Es tiempo de vacas

Llevo un tiempo en los que me aparecen vacas por todas partes. Teniendo en cuenta que no estoy de vacaciones y no voy a ningún sitio, por todas partes quiere decir en un montón de noticias y mensajes en redes sociales (mi vida es triste y friki en estos momentos).  Lo primero que leí en realidad no tenía que ver directamente con las vacas, pero sí con la leche (está traído por los pelos pero es por donde empecé a tirar del hilo).

Hay un señor, estudioso de costumbres y profesiones antiguas, que aseguraba el otro día en La Verdad que existían en la antigüedad unos hombres que se dedicaban al oficio de mamar. Requisito imprescindible para ser mamador era que no tuvieran dientes. Se dedicaban a chupar de las tetas de las recién paridas para “desatascar” los conductos y facilitar la alimentación del bebé y para eso bebían alcohol antes para desinfectar.  Me parece completamente delirante.  Lo de que los calostros tarden en salir porque son muy espesos, me lo creo porque lo he visto y sé de al menos una amiga a la que la matrona le dijo “dile a tu marido que chupe fuerte y así será más fácil”.  A tu marido, no a un viejo desdentado asqueroso que viene a casa apestando a coñac. Y al que encima  había que pagarle. Sencillamente, no me lo creo.

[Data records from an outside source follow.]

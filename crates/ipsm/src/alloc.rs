//! K&R-style next-fit allocator for memory that outlives any single process.
//!
//! Modeled on the classic Ritchie/Kernighan malloc: a circular singly-linked
//! free list of blocks measured in units of one block header, with a
//! "rover" that remembers where the last search left off so consecutive
//! allocations don't re-scan the whole list. The allocator owns no memory
//! itself; [`Allocator::placement_new`] builds the control block plus the
//! first free block directly inside a caller-supplied byte range (normally
//! the tail of a [`crate::region::SharedRegion`]'s mapping), so every field
//! - including the free-list links - is expressed as an [`OffsetPtr`] and
//! stays correct no matter which address the region is mapped at in a
//! given process.
//!
//! The allocator also tracks a `bind_count`: how many in-process handles
//! are currently bound to this control block. This is distinct from (and
//! usually smaller-lived than) the region's own cross-process reference
//! count - see [`crate::heap::HeapRegion`].

use std::sync::atomic::{AtomicI32, Ordering};

use crate::error::{IpsmError, IpsmResult};
use crate::mutex::RobustMutex;
use crate::offset_ptr::OffsetPtr;

#[repr(C)]
struct BlockHeader {
    next: OffsetPtr<BlockHeader>,
    /// Number of header-sized units owned by this block's *body* (not
    /// counting this header itself).
    units: usize,
}

unsafe impl Send for BlockHeader {}
unsafe impl Sync for BlockHeader {}

impl BlockHeader {
    /// Writes a header in place at `dst`.
    ///
    /// # Safety
    /// `dst` must be valid for writes of `Self`.
    unsafe fn write_at(dst: *mut BlockHeader, next: *mut BlockHeader, units: usize) {
        let next_field = std::ptr::addr_of_mut!((*dst).next);
        OffsetPtr::emplace(next_field, next);
        (*dst).units = units;
    }

    /// Total header-unit slots occupied by this block, header included.
    unsafe fn total_slots(blk: *mut BlockHeader) -> usize {
        (*blk).units + 1
    }

    /// Address one past this block's last occupied byte - the address at
    /// which a memory-adjacent following block's header would start.
    unsafe fn end_addr(blk: *mut BlockHeader) -> usize {
        (blk as usize) + Self::total_slots(blk) * Allocator::UNIT
    }
}

/// Allocator control block. Lives at the front of the memory it manages.
#[repr(C)]
pub struct Allocator {
    addr_end: usize,
    mutex: RobustMutex,
    bind_count: AtomicI32,
    free_rover: OffsetPtr<BlockHeader>,
    base: BlockHeader,
}

unsafe impl Send for Allocator {}
unsafe impl Sync for Allocator {}

impl Allocator {
    const UNIT: usize = std::mem::size_of::<BlockHeader>();

    fn bytes2units(bytes: usize) -> usize {
        (bytes + Self::UNIT - 1) / Self::UNIT
    }

    fn align_up(addr: usize, align: usize) -> usize {
        (addr + align - 1) / align * align
    }

    /// Constructs an `Allocator` control block plus its first free block
    /// directly in `[begin, end)`, with `bind_count` starting at 1.
    ///
    /// # Safety
    /// `[begin, end)` must be valid for writes and unused by anything else
    /// for as long as the allocator is bound.
    pub unsafe fn placement_new(begin: *mut u8, end: *mut u8) -> IpsmResult<*mut Allocator> {
        if begin.is_null() || end.is_null() || begin >= end {
            return Err(IpsmError::AllocationFailed {
                reason: "begin/end pointers are invalid".to_string(),
            });
        }

        let ctrl_size = std::mem::size_of::<Allocator>();
        let ctrl_addr = begin as usize;
        if ctrl_addr + ctrl_size >= end as usize {
            return Err(IpsmError::LengthTooSmall {
                requested: end as usize - ctrl_addr,
                minimum: ctrl_size + 2 * Self::UNIT,
            });
        }

        let buf_start = Self::align_up(ctrl_addr + ctrl_size, Self::UNIT);
        let addr_end = end as usize;
        if addr_end <= buf_start {
            return Err(IpsmError::LengthTooSmall {
                requested: addr_end - ctrl_addr,
                minimum: ctrl_size + 2 * Self::UNIT,
            });
        }

        let num_units = (addr_end - buf_start) / Self::UNIT;
        if num_units < 2 {
            return Err(IpsmError::LengthTooSmall {
                requested: addr_end - ctrl_addr,
                minimum: ctrl_size + 2 * Self::UNIT,
            });
        }

        let mutex = RobustMutex::new()?;
        let ctrl = begin as *mut Allocator;
        std::ptr::write(
            ctrl,
            Allocator {
                addr_end,
                mutex,
                bind_count: AtomicI32::new(1),
                free_rover: OffsetPtr::null(),
                base: BlockHeader {
                    next: OffsetPtr::null(),
                    units: 0,
                },
            },
        );

        let first_blk = buf_start as *mut BlockHeader;
        let base_ptr = std::ptr::addr_of_mut!((*ctrl).base);
        BlockHeader::write_at(first_blk, base_ptr, num_units - 1);
        (*base_ptr).next.set(Some(first_blk));
        (*ctrl).free_rover.set(Some(base_ptr));

        Ok(ctrl)
    }

    /// Binds an additional in-process handle to an already-constructed
    /// control block at `p_mem`.
    ///
    /// # Safety
    /// `p_mem` must point at a live `Allocator` previously returned by
    /// `placement_new`.
    pub unsafe fn bind(p_mem: *mut Allocator) -> IpsmResult<*mut Allocator> {
        let prev = (*p_mem).bind_count.fetch_add(1, Ordering::AcqRel);
        if prev <= 0 {
            (*p_mem).bind_count.fetch_sub(1, Ordering::AcqRel);
            return Err(IpsmError::Disposed);
        }
        Ok(p_mem)
    }

    /// Releases one in-process handle. Runs the control block's destructor
    /// once the count reaches zero.
    ///
    /// # Safety
    /// `p_mem` must point at a live `Allocator`, and the caller must not
    /// use `p_mem` again if this call drops the count to zero.
    pub unsafe fn teardown(p_mem: *mut Allocator) {
        if p_mem.is_null() {
            return;
        }
        let prev = (*p_mem).bind_count.fetch_update(Ordering::AcqRel, Ordering::Acquire, |c| {
            if c > 0 {
                Some(c - 1)
            } else {
                tracing::warn!("Allocator::teardown called past zero bind_count");
                None
            }
        });
        if prev == Ok(1) {
            std::ptr::drop_in_place(p_mem);
        }
    }

    pub fn bind_count(&self) -> i32 {
        self.bind_count.load(Ordering::Acquire)
    }

    /// True if `p` falls within the byte range this allocator manages.
    pub fn is_belong_to(&self, p: *const u8) -> bool {
        let addr = p as usize;
        let buf_start = self as *const Self as usize + std::mem::size_of::<Self>();
        addr >= buf_start && addr < self.addr_end
    }

    /// Allocates at least `req_bytes`, with the returned pointer aligned to
    /// `alignment` (a power of two; use `1` for no special requirement).
    pub fn allocate(&self, req_bytes: usize, alignment: usize) -> IpsmResult<*mut u8> {
        let align = if alignment == 0 { 1 } else { alignment };
        let slack_units = if align <= Self::UNIT {
            0
        } else {
            Self::bytes2units(align - Self::UNIT)
        };
        let need = Self::bytes2units(req_bytes) + slack_units + 1;

        let _guard = self.mutex.lock_guard()?;
        unsafe { self.allocate_locked(need, align) }
    }

    unsafe fn allocate_locked(&self, need: usize, align: usize) -> IpsmResult<*mut u8> {
        let free_rover = &self.free_rover as *const OffsetPtr<BlockHeader> as *mut OffsetPtr<BlockHeader>;
        let base_ptr = std::ptr::addr_of!(self.base) as *mut BlockHeader;
        let start = (*free_rover).get().unwrap_or(base_ptr);

        let mut prev = start;
        loop {
            let cur = (*prev).next.get().unwrap_or(base_ptr);
            if !std::ptr::eq(cur, base_ptr) {
                let total_slots = BlockHeader::total_slots(cur);
                if total_slots >= need {
                    let raw_new_start = (cur as usize) + (total_slots - need) * Self::UNIT;
                    let body_naive = raw_new_start + Self::UNIT;
                    let mut shift = 0usize;
                    while (body_naive + shift * Self::UNIT) % align != 0 {
                        shift += 1;
                        debug_assert!(shift <= total_slots, "alignment fold search did not converge");
                    }
                    let final_start = raw_new_start + shift * Self::UNIT;
                    let final_units = need - shift - 1;
                    let remaining = total_slots - need + shift;

                    if remaining == 0 {
                        let cur_next = (*cur).next.get().unwrap_or(base_ptr);
                        (*prev).next.set(Some(cur_next));
                    } else {
                        (*cur).units = remaining - 1;
                    }

                    BlockHeader::write_at(final_start as *mut BlockHeader, std::ptr::null_mut(), final_units);
                    (*free_rover).set(Some(prev));
                    return Ok((final_start + Self::UNIT) as *mut u8);
                }
            }
            if std::ptr::eq(cur, start) {
                return Err(IpsmError::AllocationFailed {
                    reason: "no free block large enough".to_string(),
                });
            }
            prev = cur;
        }
    }

    /// Returns `p` (previously returned by [`Allocator::allocate`]) to the
    /// free list, coalescing with address-adjacent free neighbors.
    pub fn deallocate(&self, p: *mut u8, _alignment: usize) -> IpsmResult<()> {
        let addr_p = p as usize;
        let buf_start = self as *const Self as usize + std::mem::size_of::<Self>();
        if addr_p < buf_start || addr_p >= self.addr_end {
            return Err(IpsmError::Internal(format!(
                "pointer {addr_p:#x} out of allocator range"
            )));
        }

        let target = (addr_p - Self::UNIT) as *mut BlockHeader;
        let _guard = self.mutex.lock_guard()?;
        unsafe { self.deallocate_locked(target) }
    }

    unsafe fn deallocate_locked(&self, target: *mut BlockHeader) -> IpsmResult<()> {
        let free_rover = &self.free_rover as *const OffsetPtr<BlockHeader> as *mut OffsetPtr<BlockHeader>;
        let base_ptr = std::ptr::addr_of!(self.base) as *mut BlockHeader;
        let start = (*free_rover).get().unwrap_or(base_ptr);

        let mut pre = start;
        let mut nxt = (*pre).next.get().unwrap_or(base_ptr);
        loop {
            let pre_addr = pre as usize;
            let nxt_addr = nxt as usize;
            let target_addr = target as usize;
            let in_order = pre_addr < target_addr && target_addr < nxt_addr;
            let wrapped = pre_addr >= nxt_addr && (target_addr > pre_addr || target_addr < nxt_addr);

            if in_order || wrapped {
                let joins_left = BlockHeader::end_addr(pre) == target_addr && !std::ptr::eq(pre, base_ptr);
                let joins_right = BlockHeader::end_addr(target) == nxt_addr && !std::ptr::eq(nxt, base_ptr);

                if joins_left && joins_right {
                    let nxt_next = (*nxt).next.get().unwrap_or(base_ptr);
                    (*pre).next.set(Some(nxt_next));
                    (*pre).units += 1 + (*target).units + 1 + (*nxt).units;
                } else if joins_left {
                    (*pre).units += 1 + (*target).units;
                } else if joins_right {
                    let nxt_next = (*nxt).next.get().unwrap_or(base_ptr);
                    BlockHeader::write_at(target, nxt_next, (*target).units + 1 + (*nxt).units);
                    (*pre).next.set(Some(target));
                } else {
                    BlockHeader::write_at(target, nxt, (*target).units);
                    (*pre).next.set(Some(target));
                }
                (*free_rover).set(Some(pre));
                return Ok(());
            }

            pre = nxt;
            nxt = (*pre).next.get().unwrap_or(base_ptr);
            if std::ptr::eq(pre, start) {
                break;
            }
        }

        if std::ptr::eq(pre, base_ptr) && std::ptr::eq(nxt, base_ptr) {
            // Free list is entirely empty: this is the only free block.
            BlockHeader::write_at(target, base_ptr, (*target).units);
            (*base_ptr).next.set(Some(target));
            (*free_rover).set(Some(base_ptr));
            return Ok(());
        }

        Err(IpsmError::Internal("fail to free: no bracketing free block found".to_string()))
    }
}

Y unos días después, me entero que existía otra “profesión” aún más asquerosa: soplador de vagina de vaca. En la noticia de Es Materia te explican que en muchas culturas distintas y distantes tenían la creencia de que soplando la vagina de la vaca se conseguía una especie de “embarazo psicológico” y salía más leche.  Lo que no te dicen en la noticia es si la cosa funcionaba. Imagino que sí, porque si uno pasa el mal rato de poner la boca en la vagina de la vaca (si veís las fotos del artículo eso te deja la nariz directamente en el culo del animal en cuestión) y no logra más leche, seguro que no lo vuelve a hacer.

vaca

Hablando de tener la nariz en el culo de una vaca, resulta que las flatulencias de los rumiantes son causantes del cambio climático, más o menos. Las vacas expulsan metano, que es uno de los gases que producen el efecto invernadero y que nos preocupa muchísimo cuando se trata de criticar el fracking.  No es algo para que nos lo tomemos a broma porque existen muchas probabilidades de que las flatulencias de los dinosaurios los llevaran a su propia extinción. Y sin embargo, lo único que se nos ocurre es sacar a las vacas en las fiestas de los pueblos o meterles más aire por la vagina (¡insensatos!), aunque esto al parecer ya no lo hacemos.

Hay un laboratorio que sí se está preocupando del tema y para no obligarnos a todos a ser vegetarianos ha desarrollado una hamburguesa de laboratorio. Ya no sería necesario tener tanto terreno dedicado a comida de vaca, ni tantas vacas sufriendo con una vida friki como la mía confinada en un sitio pequeño (aunque ellas sin ordenador ni conexión a internet) ni tendríamos que soplarles en ningún sitio ni aguantar sus flatulencias peligrosas.  Pues de esta última noticia es de la que he leído más críticas. No entiendo nada.

Si pensáis que todo esto que he escrito no tiene sentido y que se me ha ido la pinza, dejadme dos semanas más hablando sola por la radio y veréis. Es tiempo de vacas… de que me tome vacaciones de una vez.